== Input data ==

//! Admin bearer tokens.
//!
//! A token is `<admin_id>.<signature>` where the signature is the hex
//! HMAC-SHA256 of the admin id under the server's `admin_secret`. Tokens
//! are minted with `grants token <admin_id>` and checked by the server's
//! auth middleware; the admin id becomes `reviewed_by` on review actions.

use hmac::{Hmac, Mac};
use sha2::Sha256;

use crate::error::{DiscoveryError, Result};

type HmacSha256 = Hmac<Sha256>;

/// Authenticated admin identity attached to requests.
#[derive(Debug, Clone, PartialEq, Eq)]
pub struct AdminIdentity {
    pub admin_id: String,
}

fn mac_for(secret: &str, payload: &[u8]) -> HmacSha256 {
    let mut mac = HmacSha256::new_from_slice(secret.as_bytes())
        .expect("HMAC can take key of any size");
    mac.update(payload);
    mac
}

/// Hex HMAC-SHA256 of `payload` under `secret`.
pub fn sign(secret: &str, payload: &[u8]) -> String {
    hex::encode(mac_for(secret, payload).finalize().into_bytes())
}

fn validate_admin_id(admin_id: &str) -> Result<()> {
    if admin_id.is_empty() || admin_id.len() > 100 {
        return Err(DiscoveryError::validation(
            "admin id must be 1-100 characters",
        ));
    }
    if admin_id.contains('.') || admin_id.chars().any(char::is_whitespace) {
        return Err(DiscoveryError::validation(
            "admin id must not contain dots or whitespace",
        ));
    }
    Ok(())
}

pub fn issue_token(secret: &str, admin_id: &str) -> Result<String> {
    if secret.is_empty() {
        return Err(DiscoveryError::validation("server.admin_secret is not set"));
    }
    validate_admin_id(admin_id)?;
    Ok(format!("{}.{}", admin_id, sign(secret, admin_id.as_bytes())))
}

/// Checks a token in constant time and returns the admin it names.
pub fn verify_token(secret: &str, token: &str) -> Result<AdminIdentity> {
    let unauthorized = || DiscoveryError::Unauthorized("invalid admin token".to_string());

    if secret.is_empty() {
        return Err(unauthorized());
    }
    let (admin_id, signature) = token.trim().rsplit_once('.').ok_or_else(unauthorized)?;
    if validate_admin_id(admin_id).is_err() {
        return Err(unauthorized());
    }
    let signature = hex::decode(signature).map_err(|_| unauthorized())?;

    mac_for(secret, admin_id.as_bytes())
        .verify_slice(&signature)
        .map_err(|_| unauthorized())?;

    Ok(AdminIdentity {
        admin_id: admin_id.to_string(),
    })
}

===
== Input data ==

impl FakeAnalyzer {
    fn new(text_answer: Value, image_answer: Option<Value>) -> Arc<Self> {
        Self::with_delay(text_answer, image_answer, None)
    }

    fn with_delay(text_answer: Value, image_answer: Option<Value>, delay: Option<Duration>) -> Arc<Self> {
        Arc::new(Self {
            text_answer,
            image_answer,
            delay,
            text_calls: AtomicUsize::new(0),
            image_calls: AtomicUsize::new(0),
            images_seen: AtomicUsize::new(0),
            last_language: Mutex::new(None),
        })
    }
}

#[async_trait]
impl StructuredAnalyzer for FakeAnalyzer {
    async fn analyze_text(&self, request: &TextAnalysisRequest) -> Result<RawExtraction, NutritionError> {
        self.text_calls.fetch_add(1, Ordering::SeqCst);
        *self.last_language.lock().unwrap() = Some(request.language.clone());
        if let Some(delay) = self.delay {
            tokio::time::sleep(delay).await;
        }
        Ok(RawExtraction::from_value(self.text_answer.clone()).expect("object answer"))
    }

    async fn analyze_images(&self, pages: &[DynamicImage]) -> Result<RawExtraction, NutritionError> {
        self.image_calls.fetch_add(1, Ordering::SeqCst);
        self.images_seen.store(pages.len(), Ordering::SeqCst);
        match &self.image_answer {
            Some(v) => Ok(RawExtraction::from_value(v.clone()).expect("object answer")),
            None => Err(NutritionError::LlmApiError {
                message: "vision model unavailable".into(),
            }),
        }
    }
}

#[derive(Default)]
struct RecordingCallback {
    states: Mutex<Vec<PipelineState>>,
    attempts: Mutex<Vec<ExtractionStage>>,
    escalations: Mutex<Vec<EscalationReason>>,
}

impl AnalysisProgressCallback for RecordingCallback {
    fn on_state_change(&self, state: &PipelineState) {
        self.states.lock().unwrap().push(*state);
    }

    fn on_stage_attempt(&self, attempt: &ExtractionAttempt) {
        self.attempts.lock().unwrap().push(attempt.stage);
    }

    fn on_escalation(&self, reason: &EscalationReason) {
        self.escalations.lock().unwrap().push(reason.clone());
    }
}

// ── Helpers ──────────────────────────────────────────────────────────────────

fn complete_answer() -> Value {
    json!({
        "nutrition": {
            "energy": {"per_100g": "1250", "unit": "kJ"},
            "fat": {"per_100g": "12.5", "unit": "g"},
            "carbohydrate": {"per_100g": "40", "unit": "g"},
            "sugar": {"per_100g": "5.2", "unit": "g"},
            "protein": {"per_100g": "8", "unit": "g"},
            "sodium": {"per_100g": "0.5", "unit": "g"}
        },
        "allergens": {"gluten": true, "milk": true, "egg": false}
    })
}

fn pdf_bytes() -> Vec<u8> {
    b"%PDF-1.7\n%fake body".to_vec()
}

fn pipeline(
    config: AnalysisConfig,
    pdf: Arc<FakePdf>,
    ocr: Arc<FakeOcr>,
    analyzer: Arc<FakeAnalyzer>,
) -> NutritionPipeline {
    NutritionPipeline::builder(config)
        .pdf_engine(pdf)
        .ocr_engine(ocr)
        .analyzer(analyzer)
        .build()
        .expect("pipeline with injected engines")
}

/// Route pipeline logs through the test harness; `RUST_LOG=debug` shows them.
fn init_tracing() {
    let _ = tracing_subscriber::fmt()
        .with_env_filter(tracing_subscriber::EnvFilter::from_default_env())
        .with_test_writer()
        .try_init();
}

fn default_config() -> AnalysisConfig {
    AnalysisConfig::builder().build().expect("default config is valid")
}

===
== Input data ==

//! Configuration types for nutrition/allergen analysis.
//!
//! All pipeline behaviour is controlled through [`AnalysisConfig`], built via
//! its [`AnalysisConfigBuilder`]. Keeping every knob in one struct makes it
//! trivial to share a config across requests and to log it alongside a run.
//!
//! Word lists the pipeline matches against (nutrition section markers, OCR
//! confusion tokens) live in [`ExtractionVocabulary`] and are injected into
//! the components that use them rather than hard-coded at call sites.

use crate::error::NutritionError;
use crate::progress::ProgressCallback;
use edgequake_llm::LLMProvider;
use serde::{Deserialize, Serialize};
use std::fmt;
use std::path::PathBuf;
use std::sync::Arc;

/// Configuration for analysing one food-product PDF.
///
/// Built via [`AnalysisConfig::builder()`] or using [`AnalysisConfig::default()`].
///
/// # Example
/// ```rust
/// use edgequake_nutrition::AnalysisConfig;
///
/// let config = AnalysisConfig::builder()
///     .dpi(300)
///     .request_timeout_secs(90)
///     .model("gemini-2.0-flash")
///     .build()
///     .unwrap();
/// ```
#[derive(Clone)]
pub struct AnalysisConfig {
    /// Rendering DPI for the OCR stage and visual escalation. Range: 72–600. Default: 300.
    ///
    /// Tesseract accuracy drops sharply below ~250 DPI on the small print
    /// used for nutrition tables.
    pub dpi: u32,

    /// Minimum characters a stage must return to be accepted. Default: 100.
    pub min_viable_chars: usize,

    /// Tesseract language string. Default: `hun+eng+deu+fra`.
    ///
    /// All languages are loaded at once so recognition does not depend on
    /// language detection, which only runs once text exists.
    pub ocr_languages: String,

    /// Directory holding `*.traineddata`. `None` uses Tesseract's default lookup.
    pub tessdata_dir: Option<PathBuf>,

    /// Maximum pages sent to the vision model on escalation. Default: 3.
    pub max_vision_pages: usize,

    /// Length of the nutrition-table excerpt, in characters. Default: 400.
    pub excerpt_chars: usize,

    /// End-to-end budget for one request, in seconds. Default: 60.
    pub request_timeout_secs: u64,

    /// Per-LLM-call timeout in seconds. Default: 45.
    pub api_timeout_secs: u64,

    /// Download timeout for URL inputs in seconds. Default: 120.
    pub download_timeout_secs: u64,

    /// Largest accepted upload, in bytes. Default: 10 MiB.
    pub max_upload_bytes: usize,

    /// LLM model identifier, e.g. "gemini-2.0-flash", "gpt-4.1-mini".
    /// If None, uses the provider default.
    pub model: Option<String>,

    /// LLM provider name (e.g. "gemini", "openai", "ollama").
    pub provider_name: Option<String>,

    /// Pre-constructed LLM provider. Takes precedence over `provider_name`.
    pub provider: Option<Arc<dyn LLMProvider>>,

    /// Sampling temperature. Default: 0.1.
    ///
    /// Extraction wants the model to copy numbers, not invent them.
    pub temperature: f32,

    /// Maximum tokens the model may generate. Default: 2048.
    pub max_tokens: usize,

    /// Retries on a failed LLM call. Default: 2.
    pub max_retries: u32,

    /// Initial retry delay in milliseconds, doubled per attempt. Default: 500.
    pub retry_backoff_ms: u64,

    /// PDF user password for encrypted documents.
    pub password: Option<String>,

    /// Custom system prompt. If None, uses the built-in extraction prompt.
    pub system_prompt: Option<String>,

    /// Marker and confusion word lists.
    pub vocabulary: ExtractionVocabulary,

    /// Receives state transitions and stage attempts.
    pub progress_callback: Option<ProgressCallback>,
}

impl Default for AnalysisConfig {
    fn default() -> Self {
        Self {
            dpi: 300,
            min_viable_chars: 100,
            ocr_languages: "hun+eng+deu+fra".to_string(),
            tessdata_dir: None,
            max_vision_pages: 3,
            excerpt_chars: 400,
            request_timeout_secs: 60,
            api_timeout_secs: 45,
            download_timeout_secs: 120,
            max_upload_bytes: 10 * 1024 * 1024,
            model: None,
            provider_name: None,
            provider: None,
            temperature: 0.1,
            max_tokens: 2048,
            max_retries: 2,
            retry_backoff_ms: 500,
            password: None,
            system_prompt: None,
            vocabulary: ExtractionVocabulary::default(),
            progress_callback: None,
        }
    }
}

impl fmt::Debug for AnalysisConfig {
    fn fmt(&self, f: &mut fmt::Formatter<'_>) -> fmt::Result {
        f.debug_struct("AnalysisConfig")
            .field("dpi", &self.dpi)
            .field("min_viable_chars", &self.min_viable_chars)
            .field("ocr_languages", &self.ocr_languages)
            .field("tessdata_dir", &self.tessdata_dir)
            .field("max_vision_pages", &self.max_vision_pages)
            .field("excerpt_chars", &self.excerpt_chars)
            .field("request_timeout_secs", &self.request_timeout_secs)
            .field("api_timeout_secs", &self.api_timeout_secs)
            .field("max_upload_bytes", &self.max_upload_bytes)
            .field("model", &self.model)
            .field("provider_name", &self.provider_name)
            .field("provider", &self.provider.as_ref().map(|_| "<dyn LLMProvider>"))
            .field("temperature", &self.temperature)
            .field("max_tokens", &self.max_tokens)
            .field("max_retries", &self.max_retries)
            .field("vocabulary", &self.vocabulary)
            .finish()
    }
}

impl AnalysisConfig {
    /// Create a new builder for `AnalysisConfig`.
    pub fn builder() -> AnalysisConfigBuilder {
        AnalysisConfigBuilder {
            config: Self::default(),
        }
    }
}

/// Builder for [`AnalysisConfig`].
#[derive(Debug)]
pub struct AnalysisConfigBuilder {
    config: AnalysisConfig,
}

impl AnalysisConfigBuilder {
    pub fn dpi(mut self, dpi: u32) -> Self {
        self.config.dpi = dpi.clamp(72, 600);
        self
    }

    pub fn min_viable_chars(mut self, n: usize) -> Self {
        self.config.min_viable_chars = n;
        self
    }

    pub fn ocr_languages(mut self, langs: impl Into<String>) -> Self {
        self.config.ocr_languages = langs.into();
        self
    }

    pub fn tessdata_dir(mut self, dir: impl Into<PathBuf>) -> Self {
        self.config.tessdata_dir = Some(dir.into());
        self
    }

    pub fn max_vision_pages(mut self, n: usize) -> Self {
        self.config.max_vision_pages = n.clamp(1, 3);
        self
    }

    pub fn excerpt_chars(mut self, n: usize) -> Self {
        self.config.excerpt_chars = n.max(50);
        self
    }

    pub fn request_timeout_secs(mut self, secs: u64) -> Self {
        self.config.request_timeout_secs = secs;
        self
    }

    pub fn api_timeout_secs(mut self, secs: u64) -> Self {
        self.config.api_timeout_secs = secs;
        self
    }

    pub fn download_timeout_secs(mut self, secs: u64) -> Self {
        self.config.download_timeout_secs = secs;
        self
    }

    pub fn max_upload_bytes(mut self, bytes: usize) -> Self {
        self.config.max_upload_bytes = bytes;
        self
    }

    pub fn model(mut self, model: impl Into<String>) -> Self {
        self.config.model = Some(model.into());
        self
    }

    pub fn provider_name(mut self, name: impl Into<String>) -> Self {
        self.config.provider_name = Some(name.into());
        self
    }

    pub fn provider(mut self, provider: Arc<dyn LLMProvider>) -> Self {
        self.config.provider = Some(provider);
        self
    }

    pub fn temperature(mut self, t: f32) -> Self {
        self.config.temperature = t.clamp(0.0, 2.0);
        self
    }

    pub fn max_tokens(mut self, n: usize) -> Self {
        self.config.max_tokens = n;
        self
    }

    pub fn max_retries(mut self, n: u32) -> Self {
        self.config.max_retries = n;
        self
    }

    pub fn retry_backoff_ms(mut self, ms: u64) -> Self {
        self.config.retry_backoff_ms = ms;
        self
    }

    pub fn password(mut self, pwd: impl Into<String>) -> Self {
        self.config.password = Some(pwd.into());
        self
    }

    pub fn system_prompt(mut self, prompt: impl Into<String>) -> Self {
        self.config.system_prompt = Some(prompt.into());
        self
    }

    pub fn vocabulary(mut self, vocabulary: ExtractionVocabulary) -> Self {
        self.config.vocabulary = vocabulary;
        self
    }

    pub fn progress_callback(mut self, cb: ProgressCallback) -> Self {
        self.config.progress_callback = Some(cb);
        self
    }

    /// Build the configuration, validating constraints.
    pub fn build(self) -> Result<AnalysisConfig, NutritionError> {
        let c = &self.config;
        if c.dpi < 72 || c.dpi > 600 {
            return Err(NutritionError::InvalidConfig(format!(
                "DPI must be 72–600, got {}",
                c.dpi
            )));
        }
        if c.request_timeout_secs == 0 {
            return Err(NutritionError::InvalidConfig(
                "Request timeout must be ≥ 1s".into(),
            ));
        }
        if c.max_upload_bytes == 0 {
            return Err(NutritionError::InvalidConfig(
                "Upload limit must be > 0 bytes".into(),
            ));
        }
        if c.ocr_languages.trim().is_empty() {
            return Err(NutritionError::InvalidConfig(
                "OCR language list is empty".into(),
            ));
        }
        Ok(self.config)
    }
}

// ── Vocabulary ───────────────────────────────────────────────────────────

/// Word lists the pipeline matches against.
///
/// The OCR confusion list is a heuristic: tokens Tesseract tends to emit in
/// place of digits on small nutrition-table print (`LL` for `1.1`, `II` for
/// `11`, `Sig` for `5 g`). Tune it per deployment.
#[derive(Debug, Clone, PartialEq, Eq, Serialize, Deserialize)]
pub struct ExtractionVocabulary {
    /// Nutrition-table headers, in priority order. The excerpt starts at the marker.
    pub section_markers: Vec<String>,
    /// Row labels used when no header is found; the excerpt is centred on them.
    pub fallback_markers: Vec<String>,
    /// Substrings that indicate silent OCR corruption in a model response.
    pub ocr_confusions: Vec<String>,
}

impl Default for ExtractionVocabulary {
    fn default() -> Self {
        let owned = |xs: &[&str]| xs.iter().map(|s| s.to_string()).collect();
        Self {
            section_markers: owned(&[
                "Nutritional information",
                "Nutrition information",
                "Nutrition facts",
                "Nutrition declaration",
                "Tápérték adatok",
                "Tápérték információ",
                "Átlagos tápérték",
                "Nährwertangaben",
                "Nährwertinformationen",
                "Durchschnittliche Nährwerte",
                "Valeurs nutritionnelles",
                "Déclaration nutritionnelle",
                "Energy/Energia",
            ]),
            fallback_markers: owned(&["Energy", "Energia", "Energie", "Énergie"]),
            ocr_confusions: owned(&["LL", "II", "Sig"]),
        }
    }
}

===

▸ Problem requirements:
Above are the records. Copy the lines beginning at the one that has "Admin bearer tokens." and ending with the one that has "fn mac_for(secret: &str, payload: &[u8])", unchanged.

▸ Solution:
//! Admin bearer tokens.
//!
//! A token is `<admin_id>.<signature>` where the signature is the hex
//! HMAC-SHA256 of the admin id under the server's `admin_secret`. Tokens
//! are minted with `grants token <admin_id>` and checked by the server's
//! auth middleware; the admin id becomes `reviewed_by` on review actions.

use hmac::{Hmac, Mac};
use sha2::Sha256;

use crate::error::{DiscoveryError, Result};

type HmacSha256 = Hmac<Sha256>;

/// Authenticated admin identity attached to requests.
#[derive(Debug, Clone, PartialEq, Eq)]
pub struct AdminIdentity {
    pub admin_id: String,
}

fn mac_for(secret: &str, payload: &[u8]) -> HmacSha256 {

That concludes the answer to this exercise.